What is better made, or more useable, now than in the years past?

Brad

Benevolent Overlord and site owner
Staff member
Information is much more acessable.
Without the ‘net how many of us would be stuck in Lyman land shooting undersized bullets? We wouldn’t be shooting Marlin microgroove barrels over 1600 FPS and only with rock hard bullets. We would have no idea about things like measuring cylinder throats and enlarging them if needed. We would be using NRA 50/50 lube for everything and I hate the smell of that stuff.

How much information do you have at your fingertips right now? Compare that to even 30 years ago.
 

Bret4207

At the casting bench in the sky. RIP Bret.
I think there are still plenty of young people interested in learning to make and fix stuff. What we lack is a will to admit not every kid needs, or wants, to go to college. Our schools do not prepare kids for a career.
We need tech schools. We need to teach kids a skill set and prepare them for a career.
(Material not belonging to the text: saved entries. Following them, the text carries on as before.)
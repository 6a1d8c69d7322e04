#![allow(dead_code)]

/// Packed RGB image filled with one colour.
pub fn solid_rgb(width: usize, height: usize, rgb: [u8; 3]) -> Vec<u8> {
    assert!(width > 0 && height > 0, "image dimensions must be positive");
    rgb.iter().copied().cycle().take(width * height * 3).collect()
}

/// Textured disc (two alternating shades in `cell`-sized squares) centred on a
/// flat background.
pub fn textured_disc_rgb(
    width: usize,
    height: usize,
    radius: f32,
    shades: ([u8; 3], [u8; 3]),
    background: [u8; 3],
    cell: usize,
) -> Vec<u8> {
    assert!(cell > 0, "cell size must be positive");
    let (cx, cy) = (width as f32 / 2.0, height as f32 / 2.0);
    let mut img = Vec::with_capacity(width * height * 3);
    for y in 0..height {
        for x in 0..width {
            let (dx, dy) = (x as f32 - cx, y as f32 - cy);
            let px = if dx * dx + dy * dy > radius * radius {
                background
            } else if (x / cell + y / cell) % 2 == 0 {
                shades.0
            } else {
                shades.1
            };
            img.extend_from_slice(&px);
        }
    }
    img
}

/// Deterministic pseudo-random RGB noise.
pub fn noise_rgb(width: usize, height: usize, seed: u32) -> Vec<u8> {
    let mut state = seed;
    (0..width * height * 3)
        .map(|_| {
            state = state.wrapping_mul(1_664_525).wrapping_add(1_013_904_223);
            (state >> 24) as u8
        })
        .collect()
}
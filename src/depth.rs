//! Heuristic relative depth from local image detail.
//!
//! The luma image is compared with a heavily blurred copy; the absolute
//! difference measures texture density. After min-max normalisation the
//! signal is inverted so detailed regions get low values ("near") and smooth
//! regions high values ("far"). This is a detail proxy and makes no attempt at
//! geometric distance.

use crate::image::{DepthMap, ImageRgb8};
use crate::imgproc::{abs_diff, gaussian_blur, luma_plane};
use log::{debug, trace};
use serde::{Deserialize, Serialize};

#[derive(Clone, Copy, Debug, PartialEq, Serialize, Deserialize)]
#[serde(default)]
pub struct DepthParams {
    /// Odd side of the Gaussian blur kernel.
    pub blur_kernel: usize,
    /// Value of every pixel in the fallback map.
    pub fallback_value: u8,
    /// Detail ranges (luma units) at or below this value count as degenerate;
    /// anything smaller is float noise from the blur.
    pub min_detail_range: f32,
}

impl Default for DepthParams {
    fn default() -> Self {
        Self {
            blur_kernel: 15,
            fallback_value: 128,
            min_detail_range: 1e-3,
        }
    }
}

#[derive(Clone, Copy, Debug, PartialEq, Eq, Serialize)]
#[serde(rename_all = "camelCase")]
pub enum DepthSource {
    Detail,
    UniformFallback,
}

#[derive(Clone, Debug, Default)]
pub struct PseudoDepthEstimator {
    params: DepthParams,
}

impl PseudoDepthEstimator {
    pub fn new(params: DepthParams) -> Self {
        Self { params }
    }

    pub fn params(&self) -> &DepthParams {
        &self.params
    }

    /// Relative depth map for `image`; never fails.
    pub fn estimate(&self, image: &ImageRgb8<'_>) -> DepthMap {
        self.estimate_with_source(image).0
    }

    pub fn estimate_with_source(&self, image: &ImageRgb8<'_>) -> (DepthMap, DepthSource) {
        match self.detail_depth(image) {
            Ok(map) => (map, DepthSource::Detail),
            Err(reason) => {
                debug!("PseudoDepthEstimator: {reason}, using uniform map");
                (
                    DepthMap::uniform(image.w, image.h, self.params.fallback_value),
                    DepthSource::UniformFallback,
                )
            }
        }
    }

    fn detail_depth(&self, image: &ImageRgb8<'_>) -> Result<DepthMap, String> {
        image.check_layout()?;
        if image.pixel_count() == 0 {
            return Err("empty image".to_string());
        }
        let gray = luma_plane(image);
        let blurred = gaussian_blur(&gray, self.params.blur_kernel);
        let detail = abs_diff(&gray, &blurred);
        let (lo, hi) = detail
            .min_max()
            .ok_or_else(|| "non-finite detail signal".to_string())?;
        let range = hi - lo;
        trace!("PseudoDepthEstimator: detail range [{lo:.3}, {hi:.3}]");
        if range <= self.params.min_detail_range {
            return Err(format!("flat detail signal (range {range:e})"));
        }
        let scale = 255.0 / range;
        let data = detail
            .data
            .iter()
            .map(|&d| (255.0 - (d - lo) * scale).round().clamp(0.0, 255.0) as u8)
            .collect();
        DepthMap::from_raw(image.w, image.h, data)
            .ok_or_else(|| "depth buffer size mismatch".to_string())
    }
}
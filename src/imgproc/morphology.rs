//! Binary morphology with a square structuring element.
//!
//! Window samples that fall outside the image are skipped, so borders never
//! grow or shrink the mask on their own.
use crate::image::Mask;
use rayon::prelude::*;

#[derive(Clone, Copy)]
enum Op {
    Erode,
    Dilate,
}

impl Op {
    #[inline]
    fn fold(self, window: &[u8]) -> u8 {
        match self {
            Op::Erode => window.iter().copied().min().unwrap_or(0),
            Op::Dilate => window.iter().copied().max().unwrap_or(0),
        }
    }
}

fn apply(mask: &Mask, size: usize, op: Op) -> Mask {
    let (w, h) = (mask.w, mask.h);
    if w == 0 || h == 0 || size <= 1 {
        return mask.clone();
    }
    let radius = size / 2;

    let mut tmp = Mask::new(w, h);
    tmp.data
        .par_chunks_mut(w)
        .zip(mask.data.par_chunks(w))
        .for_each(|(dst, row)| {
            for (x, d) in dst.iter_mut().enumerate() {
                let lo = x.saturating_sub(radius);
                let hi = (x + radius).min(w - 1);
                *d = op.fold(&row[lo..=hi]);
            }
        });

    let mut out = Mask::new(w, h);
    out.data.par_chunks_mut(w).enumerate().for_each(|(y, dst)| {
        let lo = y.saturating_sub(radius);
        let hi = (y + radius).min(h - 1);
        let mut column = Vec::with_capacity(hi - lo + 1);
        for (x, d) in dst.iter_mut().enumerate() {
            column.clear();
            column.extend((lo..=hi).map(|sy| tmp.data[sy * w + x]));
            *d = op.fold(&column);
        }
    });
    out
}

pub fn erode(mask: &Mask, size: usize) -> Mask {
    apply(mask, size, Op::Erode)
}

pub fn dilate(mask: &Mask, size: usize) -> Mask {
    apply(mask, size, Op::Dilate)
}

/// Dilate then erode: fills holes and gaps narrower than the element.
pub fn close(mask: &Mask, size: usize) -> Mask {
    erode(&dilate(mask, size), size)
}

/// Erode then dilate: removes specks smaller than the element.
pub fn open(mask: &Mask, size: usize) -> Mask {
    dilate(&erode(mask, size), size)
}
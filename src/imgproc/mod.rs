//! Low-level image operators shared by the segmentation, depth and volume
//! stages: colour conversion, separable filters, binary morphology, shape
//! rasterisation and external contours.

pub mod color;
pub mod contours;
pub mod filters;
pub mod morphology;
pub mod shapes;

pub use color::{lightness_plane, luma_plane, rgb_to_hsv, Hsv, HsvRange};
pub use contours::{find_external_contours, largest_external_contour, Contour};
pub use filters::{abs_diff, box_mean, gaussian_blur, Kernel1d, SeparableFilter};
pub use shapes::centered_ellipse;
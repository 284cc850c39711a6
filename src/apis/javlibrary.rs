use crate::apis::base::{element_text, missing, selector, strip_all, with_https, BaseApi};
use crate::app::ports::{HttpClientPort, Redirects};
use crate::constants::{JAVLIBRARY_DOMAIN, JAVLIBRARY_SOURCE};
use crate::error::{Result, ScraperError};
use crate::types::{JavInfo, JavRecord, Language, VideoApi};
use once_cell::sync::Lazy;
use regex::Regex;
use reqwest::Url;
use scraper::{ElementRef, Html};
use std::sync::Arc;
use tracing::{debug, info, instrument};

static VIDEO_ID_PATTERN: Lazy<Regex> = Lazy::new(|| Regex::new(r"\./\?v=(.*)").unwrap());

pub struct JavLibraryApi {
    base: BaseApi,
}

/// Fields scraped from a video page
#[derive(Debug, Clone, PartialEq, Eq)]
pub struct JavLibraryVideo {
    pub serial_no: String,
    pub title: String,
    pub publish_date: String,
    pub length_minutes: Option<u32>,
    pub director: String,
    pub maker: String,
    pub publisher: String,
    pub casts: Vec<String>,
    pub cover_url: Option<String>,
}

impl JavLibraryApi {
    pub fn new(http: Arc<dyn HttpClientPort>) -> Self {
        Self {
            base: BaseApi::new(http),
        }
    }

    pub fn search_url(&self, keyword: &str, page_no: u32) -> Result<String> {
        let base = format!("{}/vl_searchbyid.php", self.url_domain_lang());
        let url = Url::parse_with_params(&base, &[("keyword", keyword), ("page", &page_no.to_string())])
            .map_err(|e| ScraperError::Api { message: format!("Bad search url: {e}") })?;
        Ok(url.to_string())
    }

    pub fn video_url(&self, video_id: &str) -> String {
        format!("{}/?v={}", self.url_domain_lang(), video_id)
    }

    /// One page of search results.
    ///
    /// The site answers 200 with a result list when several videos match and
    /// redirects straight to the video when exactly one does.
    #[instrument(skip(self))]
    pub async fn search_page(&self, keyword: &str, page_no: u32) -> Result<Vec<JavRecord>> {
        let url = self.search_url(keyword, page_no)?;
        let resp = self.base.get(&url, Redirects::Manual).await?;

        match resp.status {
            200 => {
                let records = parse_search_results(&resp.text())?;
                debug!("Found {} results", records.len());
                Ok(records)
            }
            301 | 302 => {
                let location = resp.location.as_deref().ok_or_else(|| missing("location header"))?;
                let video_id = video_id_from_href(location).ok_or_else(|| ScraperError::Api {
                    message: format!("Unexpected redirect target: {location}"),
                })?;
                Ok(vec![JavRecord::new(keyword, "", video_id)])
            }
            status => Err(ScraperError::UnexpectedStatus { url, status }),
        }
    }
}

fn video_id_from_href(href: &str) -> Option<String> {
    VIDEO_ID_PATTERN
        .captures(href)
        .map(|caps| caps[1].to_string())
}

pub fn parse_search_results(html: &str) -> Result<Vec<JavRecord>> {
    let document = Html::parse_document(html);
    let mut records = Vec::new();

    for element in document.select(&selector("div.videos > div.video > a")?) {
        let title_attr = element.value().attr("title").ok_or_else(|| missing("title"))?;
        let (keyword, title) = title_attr.split_once(' ').unwrap_or((title_attr, ""));
        let href = element.value().attr("href").ok_or_else(|| missing("href"))?;
        let video_id = video_id_from_href(href).ok_or_else(|| missing("video id"))?;
        records.push(JavRecord::new(keyword, title, video_id));
    }

    Ok(records)
}

fn cell_text(document: &Html, css: &str) -> Result<Option<String>> {
    Ok(document
        .select(&selector(css)?)
        .next()
        .map(|el| element_text(&el))
        .filter(|text| !text.is_empty()))
}

pub fn parse_video_page(html: &str) -> Result<JavLibraryVideo> {
    let document = Html::parse_document(html);

    let title = cell_text(&document, "div#video_title a[rel='bookmark']")?.ok_or_else(|| missing("title"))?;
    let serial_no = cell_text(&document, "div#video_id td.text")?.ok_or_else(|| missing("serial_no"))?;
    let publish_date = cell_text(&document, "div#video_date td.text")?.unwrap_or_default();
    let length_minutes = cell_text(&document, "div#video_length span.text")?.and_then(|m| m.parse().ok());
    let director = cell_text(&document, "div#video_director td.text span a")?.unwrap_or_default();
    let maker = cell_text(&document, "div#video_maker td.text span a")?.unwrap_or_default();
    let publisher = cell_text(&document, "div#video_label td.text span a")?.unwrap_or_default();

    let cast_selector = selector("div#video_cast td.text span.star a[rel='tag']")?;
    let mut casts = strip_all(document.select(&cast_selector).map(|el: ElementRef| element_text(&el)), true);
    casts.sort();

    let cover_url = document
        .select(&selector("img#video_jacket_img")?)
        .next()
        .and_then(|img| img.value().attr("src"))
        .map(with_https);

    Ok(JavLibraryVideo {
        serial_no,
        title,
        publish_date,
        length_minutes,
        director,
        maker,
        publisher,
        casts,
        cover_url,
    })
}

#[async_trait::async_trait]
impl VideoApi for JavLibraryApi {
    fn source(&self) -> &'static str {
        JAVLIBRARY_SOURCE
    }

    fn url_domain(&self) -> &'static str {
        JAVLIBRARY_DOMAIN
    }

    fn language(&self) -> Language {
        self.base.lang()
    }

    fn set_language(&mut self, lang: Language) {
        self.base.set_lang(lang);
    }

    async fn search_by_keyword(&self, keyword: &str) -> Result<Vec<JavRecord>> {
        self.search_page(keyword, 1).await
    }

    #[instrument(skip(self))]
    async fn get_video_detail(&self, serial_no: &str, with_thumbnail: bool) -> Result<Option<JavInfo>> {
        let records = self.search_by_keyword(serial_no).await?;
        let Some(record) = records.into_iter().next() else {
            debug!("no search results");
            return Ok(None);
        };

        if record.keyword != serial_no {
            return Err(ScraperError::KeywordMismatch {
                expected: serial_no.to_string(),
                found: record.keyword,
            });
        }

        let url = self.video_url(&record.url);
        let resp = self.base.get_ok(&url, Redirects::Follow).await?;
        let video = parse_video_page(&resp.text())?;

        let thumbnail = match (&video.cover_url, with_thumbnail) {
            (Some(cover), true) => Some(self.base.fetch_image(cover).await?),
            _ => None,
        };

        let mut info = JavInfo::new(video.serial_no, video.title)
            .with_casts(video.casts)
            .with_publish_date(video.publish_date)
            .with_source(JAVLIBRARY_SOURCE);
        info.length = video.length_minutes.map(|m| m * 60);
        info.director = video.director;
        info.maker = video.maker;
        info.publisher = video.publisher;
        info.thumbnail = thumbnail;

        info!("Fetched {} from {}", serial_no, JAVLIBRARY_SOURCE);
        Ok(Some(info))
    }
}
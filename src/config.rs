use crate::constants::{self, DEFAULT_USER_AGENT};
use crate::error::{Result, ScraperError};
use crate::types::Language;
use serde::Deserialize;
use std::fs;
use std::path::Path;

pub const DEFAULT_CONFIG_PATH: &str = "config.toml";
pub const PROXY_ENV: &str = "JAV_SCRAPER_PROXY";
pub const LANG_ENV: &str = "JAV_SCRAPER_LANG";

#[derive(Debug, Clone, Default, Deserialize)]
#[serde(default)]
pub struct Config {
    pub http: HttpConfig,
    pub sources: SourcesConfig,
    pub parser: ParserConfig,
    pub logging: LoggingConfig,
}

#[derive(Debug, Clone, Deserialize)]
#[serde(default)]
pub struct HttpConfig {
    pub user_agent: String,
    pub proxy: Option<String>,
    pub timeout_seconds: u64,
}

impl Default for HttpConfig {
    fn default() -> Self {
        Self {
            user_agent: DEFAULT_USER_AGENT.to_string(),
            proxy: None,
            timeout_seconds: 30,
        }
    }
}

#[derive(Debug, Clone, Deserialize)]
#[serde(default)]
pub struct SourcesConfig {
    pub enabled: Vec<String>,
    pub language: String,
    pub with_thumbnail: bool,
}

impl Default for SourcesConfig {
    fn default() -> Self {
        Self {
            enabled: constants::supported_apis().iter().map(|s| s.to_string()).collect(),
            language: Language::default().to_string(),
            with_thumbnail: false,
        }
    }
}

impl SourcesConfig {
    pub fn language(&self) -> Result<Language> {
        self.language.parse()
    }
}

#[derive(Debug, Clone, Default, Deserialize)]
#[serde(default)]
pub struct ParserConfig {
    pub extend_fc2_from_no: bool,
}

#[derive(Debug, Clone, Deserialize)]
#[serde(default)]
pub struct LoggingConfig {
    pub directory: String,
    pub file_prefix: String,
}

impl Default for LoggingConfig {
    fn default() -> Self {
        Self {
            directory: "logs".to_string(),
            file_prefix: "jav_scraper.log".to_string(),
        }
    }
}

impl Config {
    /// Load `config.toml` from the working directory, then apply env overrides
    pub fn load() -> Result<Self> {
        Self::load_from(DEFAULT_CONFIG_PATH)
    }

    /// A missing file yields defaults; a malformed one is an error
    pub fn load_from(path: impl AsRef<Path>) -> Result<Self> {
        let path = path.as_ref();
        let mut config = if path.exists() {
            let config_content = fs::read_to_string(path).map_err(|e| {
                ScraperError::Config(format!("Failed to read config file '{}': {}", path.display(), e))
            })?;
            Self::from_toml(&config_content)?
        } else {
            Self::default()
        };

        config.apply_env();
        config.validate()?;
        Ok(config)
    }

    pub fn from_toml(content: &str) -> Result<Self> {
        let config: Config = toml::from_str(content)?;
        Ok(config)
    }

    fn apply_env(&mut self) {
        if let Ok(proxy) = std::env::var(PROXY_ENV) {
            self.http.proxy = Some(proxy);
        }
        if let Ok(lang) = std::env::var(LANG_ENV) {
            self.sources.language = lang;
        }
    }

    pub fn validate(&self) -> Result<()> {
        self.sources.language()?;
        for name in &self.sources.enabled {
            if !constants::supported_apis().contains(&name.as_str()) {
                return Err(ScraperError::Config(format!("Unknown source '{name}'")));
            }
        }
        if self.http.timeout_seconds == 0 {
            return Err(ScraperError::Config("http.timeout_seconds must be positive".into()));
        }
        Ok(())
    }
}
use crate::app::ports::{HttpClientPort, HttpGetResult, Redirects};
use crate::config::HttpConfig;
use crate::error::{Result, ScraperError};
use crate::observability::metrics;
use async_trait::async_trait;
use reqwest::header::{HeaderMap, HeaderValue, CONTENT_TYPE, LOCATION, USER_AGENT};
use reqwest::redirect::Policy;
use std::time::{Duration, Instant};
use tracing::{debug, instrument};

/// reqwest-backed HTTP port.
///
/// Holds two pooled clients since redirect handling is a per-client setting
/// in reqwest. Cloning shares the pools.
#[derive(Clone)]
pub struct ReqwestHttp {
    follow: reqwest::Client,
    manual: reqwest::Client,
}

impl ReqwestHttp {
    pub fn new(config: &HttpConfig) -> Result<Self> {
        Ok(Self {
            follow: build_client(config, Policy::default())?,
            manual: build_client(config, Policy::none())?,
        })
    }
}

fn default_headers(config: &HttpConfig) -> Result<HeaderMap> {
    let mut headers = HeaderMap::new();
    let agent = HeaderValue::from_str(&config.user_agent)
        .map_err(|e| ScraperError::Config(format!("Invalid user agent: {e}")))?;
    headers.insert(USER_AGENT, agent);
    headers.insert("proxy-connection", HeaderValue::from_static("keep-alive"));
    Ok(headers)
}

fn build_client(config: &HttpConfig, policy: Policy) -> Result<reqwest::Client> {
    let mut builder = reqwest::Client::builder()
        .default_headers(default_headers(config)?)
        .redirect(policy)
        .timeout(Duration::from_secs(config.timeout_seconds));

    if let Some(proxy) = config.proxy.as_deref().filter(|p| !p.trim().is_empty()) {
        builder = builder.proxy(reqwest::Proxy::all(proxy)?);
    }

    Ok(builder.build()?)
}

#[async_trait]
impl HttpClientPort for ReqwestHttp {
    #[instrument(skip(self))]
    async fn get(&self, url: &str, redirects: Redirects) -> Result<HttpGetResult> {
        let client = match redirects {
            Redirects::Follow => &self.follow,
            Redirects::Manual => &self.manual,
        };

        let started = Instant::now();
        let resp = match client.get(url).send().await {
            Ok(resp) => resp,
            Err(e) => {
                metrics::sources::request_error();
                return Err(e.into());
            }
        };

        let status = resp.status().as_u16();
        let headers = resp.headers().clone();
        let bytes = resp.bytes().await?.to_vec();
        metrics::sources::request_success();
        metrics::sources::request_duration(started.elapsed().as_secs_f64());

        let content_type = headers
            .get(CONTENT_TYPE)
            .and_then(|v| v.to_str().ok())
            .unwrap_or("application/octet-stream")
            .to_string();
        let location = headers
            .get(LOCATION)
            .and_then(|v| v.to_str().ok())
            .map(|s| s.to_string());

        debug!(status, bytes = bytes.len(), "fetched");
        Ok(HttpGetResult { status, bytes, content_type, location })
    }
}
AMEN! Mike Rowe of "Dirty Jobs" fame runs a scholarship course for vocational training IIRC. An outstanding idea IMO. I wish that vocational school had been more of an option when I was a kid. As it was, vocational schooling was for the "dumb" or problem kids. Maybe 1 out of 15 or 20 students that chose vocational training was what my wife the special ed teacher would refer to as "typical". Many of the kids that went to vocational training did a heck of a lot better than the sports star prince and princesses that are found today sitting on the same bar stool they'd occupied directly after HS graduation in '78. These days vocational training is the choice of more than half the kids in out local high school. Part of that is because of the adiminstration in the school ('nuff said there) and part is because in a poor area like ours college isn't a given for a lot of people. It seems to be a decent decision for many of the kids.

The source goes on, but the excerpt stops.